The course uses as one of its textbooks, Becoming a Contagious Christian: Communicating Your Faith in a Style that Fits You, which teaches that there are several ways of evangelizing referred to as "styles" and that there isn't only one acceptable way. Those styles are: Direct style, Intellectual style, Invitational style, and Serving style.
Then the course has students read an article that emphasizes one style (Direct, or perhaps Intellectual) and asks them to attempt to do so. The article gives the following statement for its rationale:
"We are dedicated to equipping people for evangelism, not because large numbers follow us, but because it is the command Jesus gave to His followers. We don’t take others with us for OJT because it’s convenient, comfortable or easy, but because it is the Biblically mandated, time-tested, and historically proven means of producing disciples."
This runs counter to the teaching in the course that was previously laid down as foundational.
This article pulls from Dr. D. James Kenedy's Evangelism Explosion material which is hung on four principles:
1) Every Christian is to be a witness, 2) It is the responsibility of the Pastor to equip the saints, 3) Equipping is best done by on-the-job training, 4) Training soul winners is spiritual multiplication--and Scripture verses are given in support for each of these.

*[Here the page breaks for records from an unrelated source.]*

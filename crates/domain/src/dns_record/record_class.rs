use std::fmt;

#[derive(Debug, Clone, Copy, PartialEq, Eq, Hash, Default)]
pub enum RecordClass {
    #[default]
    IN,
    CH,
    HS,
    Unknown(u16),
}

impl RecordClass {
    pub fn to_u16(&self) -> u16 {
        match self {
            RecordClass::IN => 1,
            RecordClass::CH => 3,
            RecordClass::HS => 4,
            RecordClass::Unknown(code) => *code,
        }
    }

    pub fn from_u16(code: u16) -> Self {
        match code {
            1 => RecordClass::IN,
            3 => RecordClass::CH,
            4 => RecordClass::HS,
            other => RecordClass::Unknown(other),
        }
    }
}

impl fmt::Display for RecordClass {
    fn fmt(&self, f: &mut fmt::Formatter<'_>) -> fmt::Result {
        match self {
            RecordClass::IN => write!(f, "IN"),
            RecordClass::CH => write!(f, "CH"),
            RecordClass::HS => write!(f, "HS"),
            RecordClass::Unknown(code) => write!(f, "CLASS{}", code),
        }
    }
}
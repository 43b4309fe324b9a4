pub mod udp;

pub use udp::{UdpTransport, UdpTransportFactory, MAX_UDP_RESPONSE_SIZE};
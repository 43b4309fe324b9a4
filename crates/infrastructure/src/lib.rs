//! Ferrous Lookup Infrastructure Layer
pub mod dns;

pub use dns::transport::{UdpTransport, UdpTransportFactory};
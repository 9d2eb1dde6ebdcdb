use std::env;

use bytes::{Buf, BytesMut};
use thiserror::Error as ThisError;

pub const INITIAL_CAPACITY: usize = 256;
const COMPACT_THRESHOLD: usize = 16 * 1024;
const DEFAULT_MAX_LEN: usize = 512 * 1024 * 1024;

#[derive(Debug, ThisError)]
#[error("buffer limit of {limit} bytes exceeded")]
pub struct LimitExceeded {
    pub limit: usize,
}

/// Byte buffer with a read cursor, a saved mark and bounded growth.
///
/// Bytes are appended at the end and consumed from the read cursor. The consumed prefix is kept
/// until [`Buffer::compact`] releases it, which allows a reader to [`Buffer::mark`] a position,
/// read ahead and [`Buffer::reset`] back when it finds out there is not enough data yet.
#[derive(Debug)]
pub struct Buffer {
    data: BytesMut,
    reader: usize,
    mark: usize,
    max_len: usize,
}

impl Buffer {
    pub fn new() -> Buffer {
        Buffer::with_max_len(Buffer::default_max_len())
    }

    pub fn with_max_len(max_len: usize) -> Buffer {
        Buffer {
            data: BytesMut::with_capacity(INITIAL_CAPACITY),
            reader: 0,
            mark: 0,
            max_len,
        }
    }

    /// Upper bound for unread bytes, `RUSTDIS_MAX_BUFFER_SIZE` or 512MB.
    pub fn default_max_len() -> usize {
        env::var("RUSTDIS_MAX_BUFFER_SIZE")
            .ok()
            .and_then(|s| s.parse().ok())
            .unwrap_or(DEFAULT_MAX_LEN)
    }

    pub fn write(&mut self, src: &[u8]) -> Result<(), LimitExceeded> {
        if self.readable_len() + src.len() > self.max_len {
            return Err(LimitExceeded {
                limit: self.max_len,
            });
        }
        self.data.extend_from_slice(src);
        Ok(())
    }

    /// Unread bytes.
    pub fn readable(&self) -> &[u8] {
        &self.data[self.reader..]
    }

    pub fn max_len(&self) -> usize {
        self.max_len
    }

    pub fn readable_len(&self) -> usize {
        self.data.len() - self.reader
    }

    pub fn is_empty(&self) -> bool {
        self.readable_len() == 0
    }

    pub fn read_u8(&mut self) -> Option<u8> {
        let byte = *self.data.get(self.reader)?;
        self.reader += 1;
        Some(byte)
    }

    /// Moves the read cursor forward, never past the written end.
    pub fn skip(&mut self, n: usize) {
        self.reader = (self.reader + n).min(self.data.len());
    }

    /// Position of the next CRLF relative to the read cursor.
    pub fn find_crlf(&self) -> Option<usize> {
        self.readable().windows(2).position(|w| w == b"\r\n")
    }

    pub fn mark(&mut self) {
        self.mark = self.reader;
    }

    pub fn reset(&mut self) {
        self.reader = self.mark;
    }

    pub fn reader_index(&self) -> usize {
        self.reader
    }

    pub fn capacity(&self) -> usize {
        self.data.capacity()
    }

    /// Releases consumed bytes once the buffer is large and mostly read.
    pub fn maybe_compact(&mut self) {
        let capacity = self.capacity();
        if capacity >= COMPACT_THRESHOLD && self.reader >= capacity / 2 {
            self.compact();
        }
    }

    pub fn compact(&mut self) {
        self.data.advance(self.reader);
        self.mark = self.mark.saturating_sub(self.reader);
        self.reader = 0;
    }

    pub fn clear(&mut self) {
        self.data.clear();
        self.reader = 0;
        self.mark = 0;
    }
}

impl Default for Buffer {
    fn default() -> Self {
        Buffer::new()
    }
}
use bytes::{Bytes, BytesMut};
use tokio_util::codec::{Decoder, Encoder};

use crate::parser::Parser;
use crate::reply::Reply;
use crate::Error;

/// Frames a socket into replies using the incremental [`Parser`], and writes pre-encoded command
/// bytes as they are.
pub struct ReplyCodec {
    parser: Parser,
}

impl ReplyCodec {
    pub fn new() -> ReplyCodec {
        ReplyCodec {
            parser: Parser::new(),
        }
    }

    pub fn with_max_len(max_len: usize) -> ReplyCodec {
        ReplyCodec {
            parser: Parser::with_max_len(max_len),
        }
    }
}

impl Default for ReplyCodec {
    fn default() -> Self {
        ReplyCodec::new()
    }
}

impl Decoder for ReplyCodec {
    type Item = Reply;
    type Error = Error;

    fn decode(&mut self, src: &mut BytesMut) -> Result<Option<Self::Item>, Self::Error> {
        // The parser keeps partial replies itself, hand everything over.
        if !src.is_empty() {
            let chunk = src.split();
            self.parser.push(&chunk)?;
        }

        Ok(self.parser.parse()?)
    }
}

impl Encoder<Bytes> for ReplyCodec {
    type Error = Error;

    fn encode(&mut self, item: Bytes, dst: &mut BytesMut) -> Result<(), Self::Error> {
        dst.extend_from_slice(&item);
        Ok(())
    }
}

OJT is one method. EE states it is the best method, which means it may not be the only one, but (in Kennedy's debateable opinion) it is the best method. I am not saying I disagree. I am just seeking to establish consistencies.
I agree that everyone who comes in contact with Jesus Christ and has a conversion experience where they are forgiven of sins and receive the Holy Spirit, will be Christ's witness (Acts 1:8-9). Therefore, every Christian is a witness (I speak about the difference between a religious Christian and a true disciple here). Paul writes the Ephesians that God has given the people of Christ, his body, the Church, people to equip them for ministry: apostles, prophets, evangelists, pastor-teachers (4:11-13). Jesus sends out his Jewish disciples into a Jewish area with specific instructions to preach the kingdom to only Jewish people in the way he has modeled but also with specific instructions on how: preach the kingdom, heal the sick, and cast out demons in my name.

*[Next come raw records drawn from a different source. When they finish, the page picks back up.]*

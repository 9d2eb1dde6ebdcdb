use std::collections::BTreeMap;
use std::sync::{Arc, Mutex};

use itertools::Itertools;
use tracing::{debug, info, instrument, warn};

use crate::command::Command;
use crate::config::{Address, ConnectionConfig};
use crate::connection::Connection;
use crate::reply::Reply;
use crate::slot::SLOT_COUNT;
use crate::{Error, Result};

/// Inclusive range of hash slots.
#[derive(Clone, Copy, Debug, PartialEq, Eq, Hash, PartialOrd, Ord)]
pub struct SlotRange {
    pub start: u16,
    pub end: u16,
}

impl SlotRange {
    pub fn contains(&self, slot: u16) -> bool {
        self.start <= slot && slot <= self.end
    }
}

#[derive(Clone, Debug, PartialEq, Eq)]
pub struct NodeInfo {
    pub master: Address,
    pub replicas: Vec<Address>,
}

/// Slot ranges and the nodes serving them, as reported by `CLUSTER SLOTS`.
///
/// Ranges are trusted as reported, overlaps are not checked.
#[derive(Clone, Debug, Default, PartialEq, Eq)]
pub struct SlotMap {
    ranges: BTreeMap<SlotRange, NodeInfo>,
}

impl SlotMap {
    pub fn new() -> SlotMap {
        SlotMap::default()
    }

    /// Parses a `CLUSTER SLOTS` reply: an array of `[start, end, master, replica...]` entries where
    /// every node is `[ip, port, ...]`. Malformed entries are skipped.
    pub fn from_cluster_slots(reply: &Reply) -> Result<SlotMap> {
        let entries = reply
            .as_array()
            .ok_or_else(|| Error::UnexpectedReply(reply.to_string()))?;

        let mut map = SlotMap::new();
        for entry in entries {
            match parse_entry(entry) {
                Some((range, node)) => map.insert(range, node),
                None => warn!(%entry, "skipping invalid slot range"),
            }
        }
        Ok(map)
    }

    pub fn insert(&mut self, range: SlotRange, node: NodeInfo) {
        self.ranges.insert(range, node);
    }

    pub fn lookup(&self, slot: u16) -> Option<&NodeInfo> {
        self.ranges
            .range(..=SlotRange {
                start: slot,
                end: u16::MAX,
            })
            .rev()
            .find(|(range, _)| range.contains(slot))
            .map(|(_, node)| node)
    }

    pub fn ranges(&self) -> impl Iterator<Item = (&SlotRange, &NodeInfo)> {
        self.ranges.iter()
    }

    /// Distinct master addresses, sorted.
    pub fn masters(&self) -> Vec<Address> {
        self.ranges
            .values()
            .map(|node| node.master.clone())
            .sorted()
            .dedup()
            .collect()
    }

    pub fn len(&self) -> usize {
        self.ranges.len()
    }

    pub fn is_empty(&self) -> bool {
        self.ranges.is_empty()
    }

    /// True when the number of ranges differs or any range maps to a different master or replica
    /// list.
    pub fn has_changed(&self, other: &SlotMap) -> bool {
        self.ranges.len() != other.ranges.len()
            || self
                .ranges
                .iter()
                .zip(other.ranges.iter())
                .any(|(a, b)| a != b)
    }

    fn owners(&self) -> Box<[Option<Arc<Address>>]> {
        let mut owners = vec![None; SLOT_COUNT as usize].into_boxed_slice();
        for (range, node) in &self.ranges {
            let master = Arc::new(node.master.clone());
            for slot in range.start..=range.end {
                owners[slot as usize] = Some(master.clone());
            }
        }
        owners
    }
}

fn parse_entry(entry: &Reply) -> Option<(SlotRange, NodeInfo)> {
    let items = entry.as_array()?;
    if items.len() < 3 {
        return None;
    }

    let start = u16::try_from(items[0].as_integer()?).ok()?;
    let end = u16::try_from(items[1].as_integer()?).ok()?;
    if start > end || end >= SLOT_COUNT {
        return None;
    }

    let master = parse_node(&items[2])?;
    let replicas = items[3..].iter().filter_map(parse_node).collect();

    Some((SlotRange { start, end }, NodeInfo { master, replicas }))
}

fn parse_node(node: &Reply) -> Option<Address> {
    let items = node.as_array()?;
    let host = items.first()?.as_str()?;
    let port = u16::try_from(items.get(1)?.as_integer()?).ok()?;
    Some(Address::new(host, port))
}

/// The cluster layout currently in use, with a per slot owner table for routing.
///
/// Seed nodes are asked for `CLUSTER SLOTS` in turn until one answers. Once a layout is loaded the
/// seed list becomes the set of masters it names.
pub struct TopologyCache {
    connection: ConnectionConfig,
    seeds: Mutex<Vec<Address>>,
    state: Mutex<Topology>,
}

struct Topology {
    map: SlotMap,
    owners: Box<[Option<Arc<Address>>]>,
}

impl TopologyCache {
    pub fn new(seeds: Vec<Address>, connection: ConnectionConfig) -> TopologyCache {
        let map = SlotMap::new();
        let owners = map.owners();
        TopologyCache {
            connection,
            seeds: Mutex::new(seeds),
            state: Mutex::new(Topology { map, owners }),
        }
    }

    /// Reads the slot map from the first seed that answers.
    #[instrument(skip(self))]
    pub fn fetch(&self) -> Result<SlotMap> {
        let seeds = self.seeds();
        for seed in &seeds {
            let reply = Connection::open(seed, &self.connection)
                .and_then(|mut conn| conn.execute(&Command::cluster_slots()));

            match reply {
                Ok(Reply::Error(message)) => warn!(%seed, %message, "CLUSTER SLOTS failed"),
                Ok(reply) => match SlotMap::from_cluster_slots(&reply) {
                    Ok(map) if !map.is_empty() => return Ok(map),
                    Ok(_) => warn!(%seed, "seed reported no slots"),
                    Err(err) => warn!(%seed, error = %err, "invalid CLUSTER SLOTS reply"),
                },
                Err(err) => warn!(%seed, error = %err, "seed unreachable"),
            }
        }

        Err(Error::TopologyUnavailable(
            seeds.iter().map(Address::to_string).join(";"),
        ))
    }

    /// Fetches the slot map and returns it when it differs from the cached one. Nothing is
    /// installed: the caller builds its connections for the new layout first and then commits it
    /// with [`TopologyCache::reset`].
    pub fn fetch_changed(&self) -> Result<Option<SlotMap>> {
        let fresh = self.fetch()?;
        if !self.state.lock().unwrap().map.has_changed(&fresh) {
            debug!("cluster topology unchanged");
            return Ok(None);
        }

        info!(ranges = fresh.len(), "cluster topology changed");
        Ok(Some(fresh))
    }

    /// Replaces the cached layout wholesale and reseeds from its masters.
    pub fn reset(&self, map: SlotMap) {
        let masters = map.masters();
        let owners = map.owners();

        *self.state.lock().unwrap() = Topology { map, owners };
        if !masters.is_empty() {
            *self.seeds.lock().unwrap() = masters;
        }
    }

    pub fn owner(&self, slot: u16) -> Option<Arc<Address>> {
        self.state
            .lock()
            .unwrap()
            .owners
            .get(slot as usize)
            .cloned()
            .flatten()
    }

    pub fn slot_map(&self) -> SlotMap {
        self.state.lock().unwrap().map.clone()
    }

    pub fn seeds(&self) -> Vec<Address> {
        self.seeds.lock().unwrap().clone()
    }
}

A walk through the book of Acts will show different methods are initiated when the disciples evangelize. There is Peter preaching, Peter with Cornelius, Philip with the Ethiopian eunuch, Saul/Paul and Jesus and later Ananias, Paul with Lydia and the Philippian jailer, Paul on Mars Hill, and a few more. None of these are exactly alike; there are principles that can be gleaned from each that are similar across the board. However, Paul changed his method, or his style, to meet the challenge of the people on Mars Hill he was speaking to so that "by some means I might save some."
Maybe I am wrong in thinking that asking students to try a style that isn't there own or comfortable with runs counter to the training they are receiving. Maybe not.